The way of the dreamer is not instagrammable.
I’m always battling the non-instagrammable-vibes of my growing business. Often I overthink or avoid posting, because what I do isn’t shiny enough.
But know what? As the mother of my dream, it’s my responsibility to be more concerned for her (my dream) than for my image.
The way of the dreamer is not instagrammable. We are exhausted and excited, holding many things together, dropping a few too.
Chic, but definitely undead.
My original inspiration for this tee was a 1950’s housewife, cute apron tied over her full skirt, bending to get the roast from the oven. Only upon closer inspection, she was a zombie. Chic, but definitely undead. I was thinking of myself - makeup smeared, surfacing from my hidey hole to pick up my daughter after school.
The first time I wore mine was after my daughter’s 24 hour flu, running on a couple hours of sleep, cleaning puke off various surfaces. I giggled to myself at how appropriate my tee was. But I didn’t design this art exclusively for mothers.
We wear this proudly, as the mother of undead dreams. Sophomore year of high school I started the journey I’m stilllll on. First I had to learn to draw, and sew. I had to find a school I could afford, figure out how to get to NYC. I had to live some life, get some inspiration, have a baby and learn to be a mom. Then I had to build a studio, build a product, build a custumer base. All of that was mothering - taking care of the needs of my dream.
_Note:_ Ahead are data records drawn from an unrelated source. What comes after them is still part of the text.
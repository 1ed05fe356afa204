//! Nearest lookup.
//!
//! This is the lookup a listed colormap performs: position `t` selects entry
//! `floor(t * len)`, clamped to the last entry. No blending takes place, so
//! every output is one of the existing entries.

use super::{ensure_not_empty, Interpolator};
use crate::colormaps::Color;
use crate::error::Result;

/// Nearest lookup interpolator
pub struct NearestInterpolator;

impl NearestInterpolator {
    /// Index selected for position `t` in a table of `len` entries
    pub fn lookup_index(t: f64, len: usize) -> usize {
        let t = if t.is_nan() { 0.0 } else { t.clamp(0.0, 1.0) };
        ((t * len as f64).floor() as usize).min(len.saturating_sub(1))
    }
}

impl Interpolator for NearestInterpolator {
    fn sample(&self, entries: &[Color], t: f64) -> Result<Color> {
        ensure_not_empty(entries)?;
        Ok(entries[Self::lookup_index(t, entries.len())])
    }

    fn name(&self) -> &str {
        "nearest"
    }
}
//! Colormap trait and utilities.
//!
//! This module defines the common interface through which a table is handed
//! to rendering code.

use super::Color;

/// Pixel used for NaN and other non-finite values
pub const BAD_COLOR: [u8; 4] = [0, 0, 0, 0];

/// Trait for color mapping implementations
pub trait Colormap: Send + Sync {
    /// Map a normalized value (0.0 to 1.0) to an RGBA color
    fn map_normalized(&self, value: f32) -> [u8; 4];

    /// Map a value to an RGBA color given the data range
    fn map(&self, value: f32, min: f32, max: f32) -> [u8; 4] {
        if !value.is_finite() {
            return BAD_COLOR;
        }
        let normalized = if max > min {
            ((value - min) / (max - min)).clamp(0.0, 1.0)
        } else {
            0.5
        };
        self.map_normalized(normalized)
    }

    /// Get the name of this colormap
    fn name(&self) -> &str;
}

/// Convert a normalized color to a pixel, using [`BAD_COLOR`] for `None`
pub(crate) fn to_pixel(color: Option<Color>) -> [u8; 4] {
    color.map(|c| c.to_rgba8()).unwrap_or(BAD_COLOR)
}
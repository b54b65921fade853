use actix_web::error::ResponseError;
use actix_web::http::StatusCode;
use actix_web::HttpResponse;
use serde::Serialize;
use thiserror::Error;

use crate::errors::domain::DomainError;

#[derive(Serialize)]
pub struct ProblemDetails {
    #[serde(rename = "type")]
    pub type_: String,
    pub title: String,
    pub status: u16,
    pub detail: String,
    pub code: String,
}

#[derive(Error, Debug)]
pub enum AppError {
    #[error("Validation error: {detail}")]
    Validation {
        code: &'static str,
        detail: String,
        status: StatusCode,
    },
    #[error("Not found: {detail}")]
    NotFound { code: &'static str, detail: String },
    #[error("Bad request: {detail}")]
    BadRequest { code: &'static str, detail: String },
    #[error("Internal error: {detail}")]
    Internal { detail: String },
    #[error("Configuration error: {detail}")]
    Config { detail: String },
}

impl AppError {
    fn code(&self) -> String {
        match self {
            AppError::Validation { code, .. } => code.to_string(),
            AppError::NotFound { code, .. } => code.to_string(),
            AppError::BadRequest { code, .. } => code.to_string(),
            AppError::Internal { .. } => "INTERNAL".to_string(),
            AppError::Config { .. } => "CONFIG_ERROR".to_string(),
        }
    }

    fn detail(&self) -> String {
        match self {
            AppError::Validation { detail, .. } => detail.clone(),
            AppError::NotFound { detail, .. } => detail.clone(),
            AppError::BadRequest { detail, .. } => detail.clone(),
            AppError::Internal { detail } => detail.clone(),
            AppError::Config { detail } => detail.clone(),
        }
    }

    /// Get the HTTP status code for this error
    pub fn status(&self) -> StatusCode {
        match self {
            AppError::Validation { status, .. } => *status,
            AppError::NotFound { .. } => StatusCode::NOT_FOUND,
            AppError::BadRequest { .. } => StatusCode::BAD_REQUEST,
            AppError::Internal { .. } => StatusCode::INTERNAL_SERVER_ERROR,
            AppError::Config { .. } => StatusCode::INTERNAL_SERVER_ERROR,
        }
    }

    pub fn invalid(code: &'static str, detail: String) -> Self {
        Self::Validation {
            code,
            detail,
            status: StatusCode::BAD_REQUEST,
        }
    }

    pub fn internal(detail: String) -> Self {
        Self::Internal { detail }
    }

    pub fn bad_request(code: &'static str, detail: String) -> Self {
        Self::BadRequest { code, detail }
    }

    pub fn not_found(code: &'static str, detail: String) -> Self {
        Self::NotFound { code, detail }
    }

    pub fn config(detail: String) -> Self {
        Self::Config { detail }
    }

    fn humanize_code(code: &str) -> String {
        code.split('_')
            .map(|word| {
                let mut chars = word.chars();
                match chars.next() {
                    None => String::new(),
                    Some(first) => first
                        .to_uppercase()
                        .chain(chars.flat_map(char::to_lowercase))
                        .collect(),
                }
            })
            .collect::<Vec<_>>()
            .join(" ")
    }
}

impl From<DomainError> for AppError {
    fn from(err: DomainError) -> Self {
        match err {
            DomainError::Validation { kind, detail } => AppError::invalid(kind.code(), detail),
            DomainError::Invariant(detail) => AppError::internal(detail),
        }
    }
}

impl From<std::io::Error> for AppError {
    fn from(e: std::io::Error) -> Self {
        AppError::internal(format!("io error: {e}"))
    }
}

impl ResponseError for AppError {
    fn status_code(&self) -> StatusCode {
        self.status()
    }

    fn error_response(&self) -> HttpResponse {
        let status = self.status();
        let code = self.code();

        let problem_details = ProblemDetails {
            type_: format!("about:blank#{}", code.to_lowercase()),
            title: Self::humanize_code(&code),
            status: status.as_u16(),
            detail: self.detail(),
            code,
        };

        HttpResponse::build(status)
            .content_type("application/problem+json")
            .json(problem_details)
    }
}
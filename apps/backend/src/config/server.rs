use std::env;

use crate::error::AppError;

/// HTTP bind address.
#[derive(Debug, Clone, PartialEq, Eq)]
pub struct ServerConfig {
    pub host: String,
    pub port: u16,
}

impl ServerConfig {
    pub fn from_env() -> Result<Self, AppError> {
        let host = env::var("BACKEND_HOST").unwrap_or_else(|_| "0.0.0.0".to_string());
        let port = match env::var("BACKEND_PORT") {
            Ok(raw) => raw.parse::<u16>().map_err(|_| {
                AppError::config(format!("BACKEND_PORT must be a valid port number, got '{raw}'"))
            })?,
            Err(_) => 3001,
        };
        Ok(Self { host, port })
    }
}
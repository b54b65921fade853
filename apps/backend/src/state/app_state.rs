use std::sync::Arc;

use crate::config::RoomConfig;
use crate::ws::hub::RoomRegistry;

/// Application state containing shared resources
#[derive(Clone)]
pub struct AppState {
    /// Live rooms, keyed by room id
    pub rooms: Arc<RoomRegistry>,
}

impl AppState {
    /// Create a new AppState whose rooms are built from `room_config`
    pub fn new(room_config: RoomConfig) -> Self {
        Self {
            rooms: RoomRegistry::new(room_config),
        }
    }

    pub fn room_config(&self) -> &RoomConfig {
        self.rooms.config()
    }
}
If you’ve ever wondered how I could possibly have had a business for 10 years before becoming profitable, then you understand the zombie imagery. There have been seasons where my business has been non-existent; dead; in the ground.
So we are mothers: to dreams that need our patience, perseverance, steady hand, and work ethic.
We are zombies, like that housewife working her fingers to the bone (pun intended), undeniably chic, unapologetically a hot mess.
Our dreams are zombies: at times 6 feet under, but eventually rising from the earth again. And who’s waiting to greet them but their mama.
Wear this tee with a renewed commitment to wait on years-long-developments in your story. I paired mine with my over the knee boots, and also loved it tucked into a mini skirt, peeking out from under my denim jacket. ENJOY!